Cosmic light washes over St Martin-in-the-Fields.

Quantified Self

  • This week: Stand 7/7; Exercise 7/7 and Move 7/7. (100%). Morning walks: 3/4. Office days 1/5. Total steps: 81,336. 15.8 hours in meetings.

Life

  • Oh, look, back to the morning walks. How long will I last? It really is better to be outdoors first thing.
  • As a long-time fan of radio, I’ve wondered how we’ve got to a point, almost 30 years after DAB’s introduction, where FM is still a thing. The government is consulting again. Reddit is, of course, saying, ‘but what about in an emergency’, which is really a rather bogus argument, as James Cridland once pointed out.
  • Relatedly, on that same Reddit thread, somebody talked about building a crystal radio: “There’s probably something to be said for having a communication medium that you can receive on bits of household scrap.” And that tells me that we all live in a bubble where our own experiences are deemed the norm.
  • I finished a book. It was Jonathan Glancey’s Concorde, The Rise and Fall of the Supersonic Airliner. I started this in lockdown, so it’s been five years of reading.

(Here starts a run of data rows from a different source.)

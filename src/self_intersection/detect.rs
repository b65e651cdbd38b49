// SPDX-License-Identifier: MIT
//
// Copyright (c) 2025 Alexandre Severino
//
// Permission is hereby granted, free of charge, to any person obtaining a copy
// of this software and associated documentation files (the "Software"), to deal
// in the Software without restriction, including without limitation the rights
// to use, copy, modify, merge, publish, distribute, sublicense, and/or sell
// copies of the Software, and to permit persons to whom the Software is
// furnished to do so, subject to the following conditions:
//
// The above copyright notice and this permission notice shall be included in
// all copies or substantial portions of the Software.
//
// THE SOFTWARE IS PROVIDED "AS IS", WITHOUT WARRANTY OF ANY KIND, EXPRESS OR
// IMPLIED, INCLUDING BUT NOT LIMITED TO THE WARRANTIES OF MERCHANTABILITY,
// FITNESS FOR A PARTICULAR PURPOSE AND NONINFRINGEMENT. IN NO EVENT SHALL THE
// AUTHORS OR COPYRIGHT HOLDERS BE LIABLE FOR ANY CLAIM, DAMAGES OR OTHER
// LIABILITY, WHETHER IN AN ACTION OF CONTRACT, TORT OR OTHERWISE, ARISING FROM,
// OUT OF OR IN CONNECTION WITH THE SOFTWARE OR THE USE OR OTHER DEALINGS IN THE
// SOFTWARE.

use std::{
    ops::ControlFlow,
    sync::{Mutex, PoisonError},
};

use tracing::{debug, info, info_span};

use crate::{
    geometry::triangle::Triangle3,
    kernel::kernel::Kernel3,
    mesh::surface::PolyhedralSurface,
    self_intersection::{
        box_intersection::BoxScan,
        facet_box::{FacetBox, facet_boxes},
        narrow_phase::FacetIntersector,
        params::SelfIntersectionParams,
        sink::{CollectingSink, IntersectionSink, StopAtFirst},
        stats::{ScanCounters, ScanStats},
    },
};

/// Report every intersecting facet pair of `mesh` to `sink`, on the
/// current thread.
///
/// Facets sharing an edge are never reported. Facets sharing a vertex are
/// reported when the edge of one opposite that vertex meets the other.
/// Any other overlapping pair is reported when the triangles intersect.
/// Each unordered pair is reported at most once.
///
/// # Panics
///
/// Panics if some facet of `mesh` is not a triangle.
pub fn self_intersect<K, M, S>(mesh: &M, params: &SelfIntersectionParams, sink: &mut S) -> ScanStats
where
    K: Kernel3<FT = M::FT>,
    M: PolyhedralSurface,
    S: IntersectionSink<M::Facet, M::FT>,
{
    let span = info_span!(
        "self_intersect",
        facets = mesh.facet_count(),
        cutoff = params.effective_cutoff(),
        exact = K::EXACT
    );
    let _enter = span.enter();

    let boxes = facet_boxes::<K, M>(mesh);
    let counters = ScanCounters::default();
    let intersector = FacetIntersector::<K, M>::new(mesh, &counters);

    let mut on_pair = |a: &FacetBox<M::Facet>, b: &FacetBox<M::Facet>| match intersector.test(a, b) {
        Some(report) => {
            ScanCounters::bump(&counters.reported);
            sink.accept(report)
        }
        None => ControlFlow::Continue(()),
    };
    let flow = BoxScan::new(params.effective_cutoff(), params.seed).run(&boxes, &mut on_pair);

    finish(&counters, boxes.len(), flow)
}

/// Parallel form of [`self_intersect`]. The sink is locked only to accept a
/// confirmed report and is handed back once every worker has finished.
///
/// Report order is unspecified.
///
/// # Panics
///
/// Panics if some facet of `mesh` is not a triangle.
pub fn par_self_intersect<K, M, S>(
    mesh: &M,
    params: &SelfIntersectionParams,
    sink: S,
) -> (S, ScanStats)
where
    K: Kernel3<FT = M::FT>,
    M: PolyhedralSurface + Sync,
    S: IntersectionSink<M::Facet, M::FT> + Send,
{
    let span = info_span!(
        "par_self_intersect",
        facets = mesh.facet_count(),
        cutoff = params.effective_cutoff(),
        grain = params.parallel_grain,
        exact = K::EXACT
    );
    let _enter = span.enter();

    let boxes = facet_boxes::<K, M>(mesh);
    let counters = ScanCounters::default();
    let intersector = FacetIntersector::<K, M>::new(mesh, &counters);
    let sink = Mutex::new(sink);

    let on_pair = |a: &FacetBox<M::Facet>, b: &FacetBox<M::Facet>| match intersector.test(a, b) {
        Some(report) => {
            ScanCounters::bump(&counters.reported);
            sink.lock()
                .unwrap_or_else(PoisonError::into_inner)
                .accept(report)
        }
        None => ControlFlow::Continue(()),
    };
    let flow = BoxScan::new(params.effective_cutoff(), params.seed).par_run(
        &boxes,
        params.parallel_grain,
        &on_pair,
    );

    let stats = finish(&counters, boxes.len(), flow);
    (sink.into_inner().unwrap_or_else(PoisonError::into_inner), stats)
}

fn finish(counters: &ScanCounters, facets: usize, flow: ControlFlow<()>) -> ScanStats {
    let stats = counters.snapshot(facets, flow.is_break());
    debug!(%stats, "scan finished");
    if stats.reported > 0 {
        info!(
            reported = stats.reported,
            cancelled = stats.cancelled,
            "mesh is self-intersecting"
        );
    } else {
        info!("no self-intersections found");
    }
    stats
}

/// Run the scan selected by `params` into `sink`.
fn scan<K, M, S>(mesh: &M, params: &SelfIntersectionParams, mut sink: S) -> (S, ScanStats)
where
    K: Kernel3<FT = M::FT>,
    M: PolyhedralSurface + Sync,
    S: IntersectionSink<M::Facet, M::FT> + Send,
{
    if params.parallel {
        par_self_intersect::<K, M, S>(mesh, params, sink)
    } else {
        let stats = self_intersect::<K, M, S>(mesh, params, &mut sink);
        (sink, stats)
    }
}

/// All intersecting triangle pairs of `mesh`, with default parameters.
///
/// # Panics
///
/// Panics if some facet of `mesh` is not a triangle.
pub fn find_self_intersections<K, M>(mesh: &M) -> Vec<(Triangle3<M::FT>, Triangle3<M::FT>)>
where
    K: Kernel3<FT = M::FT>,
    M: PolyhedralSurface + Sync,
{
    find_self_intersections_with::<K, M>(mesh, &SelfIntersectionParams::default())
}

pub fn find_self_intersections_with<K, M>(
    mesh: &M,
    params: &SelfIntersectionParams,
) -> Vec<(Triangle3<M::FT>, Triangle3<M::FT>)>
where
    K: Kernel3<FT = M::FT>,
    M: PolyhedralSurface + Sync,
{
    scan::<K, M, _>(mesh, params, CollectingSink::new())
        .0
        .into_triangle_pairs()
}

/// Handles of all intersecting facet pairs, lower box id first.
pub fn self_intersecting_facets<K, M>(
    mesh: &M,
    params: &SelfIntersectionParams,
) -> Vec<(M::Facet, M::Facet)>
where
    K: Kernel3<FT = M::FT>,
    M: PolyhedralSurface + Sync,
{
    scan::<K, M, _>(mesh, params, CollectingSink::new())
        .0
        .into_facet_pairs()
}

/// Whether any two facets of `mesh` intersect. Stops at the first hit.
///
/// # Panics
///
/// Panics if some facet of `mesh` is not a triangle.
pub fn is_self_intersecting<K, M>(mesh: &M) -> bool
where
    K: Kernel3<FT = M::FT>,
    M: PolyhedralSurface + Sync,
{
    is_self_intersecting_with::<K, M>(mesh, &SelfIntersectionParams::default())
}

pub fn is_self_intersecting_with<K, M>(mesh: &M, params: &SelfIntersectionParams) -> bool
where
    K: Kernel3<FT = M::FT>,
    M: PolyhedralSurface + Sync,
{
    scan::<K, M, _>(mesh, params, StopAtFirst::new()).0.found()
}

I faltered in the early stages because it was quite technical in its history of supersonic flight, but I found it easier once Concorde arrived. It ends with the author’s downbeat take on the bland planes in our skies today and a lament that, in the UK, the infrastructure that helped create Concorde is no more.
  • Thursday, to St Martin-in-the-Fields for Space by Luxmuralis, a light and sound show. It begins outside the church before moving into the Crypt, and then up into the main body of the church for a fifteen-minute piece set to music that traces the creation story, the Big Bang, and ends with an image of Earth seen from space beneath a galaxy of stars. I enjoyed it. We sat through the light show twice.
  • To L’s postponed Christmas party on Saturday night. Great to catch up with people we only see once a year, and the curling was on in the background — it turned out that quite a few of us had been following it. Team GB’s men had made it to the final, though it wasn’t to be gold for them.
  • Best not to check about the crazy man at the bus stop on the way home. Quite relieved there was security on the bus.
  • To the Theatre Royal Drury Lane for To Maury With Love, a one-off celebration of the composer Maury Yeston’s eightieth birthday. There was a full orchestra on stage, and the music, however unfamiliar, was lovely.
  • Yeston wrote a Phantom musical based on the same source material that Lloyd Webber adapted. The interesting backstory is that Lloyd Webber’s version became a phenomenon in part because the novel was already in the public domain in Britain in 1986 but not yet in the United States, where the rights holder had originally approached Yeston to work on it. Yeston has called his Phantom “the greatest hit never to be produced on Broadway”. I guess you have to have an ego.

Media

  • My YouTube week: I watched the final DownieLive episode of the train journey from Europe to Asia, which sent me off to watch the stunning luxury train journey in Vietnam and the impressive ways you can use a Swiss rail pass. The lot is going on my bucket list.
  • More Olympics: the Women’s Freeski Big Air final from the Milano Cortina 2026 Olympic Winter Games at the Livigno Snow Park. The commentators’ enthusiasm helped make it a fantastic watch.
  • Really enjoying Small Prophets, Mackenzie Crook’s BBC Two series about a man who turns to alchemy and homunculi in search of answers after his girlfriend disappears.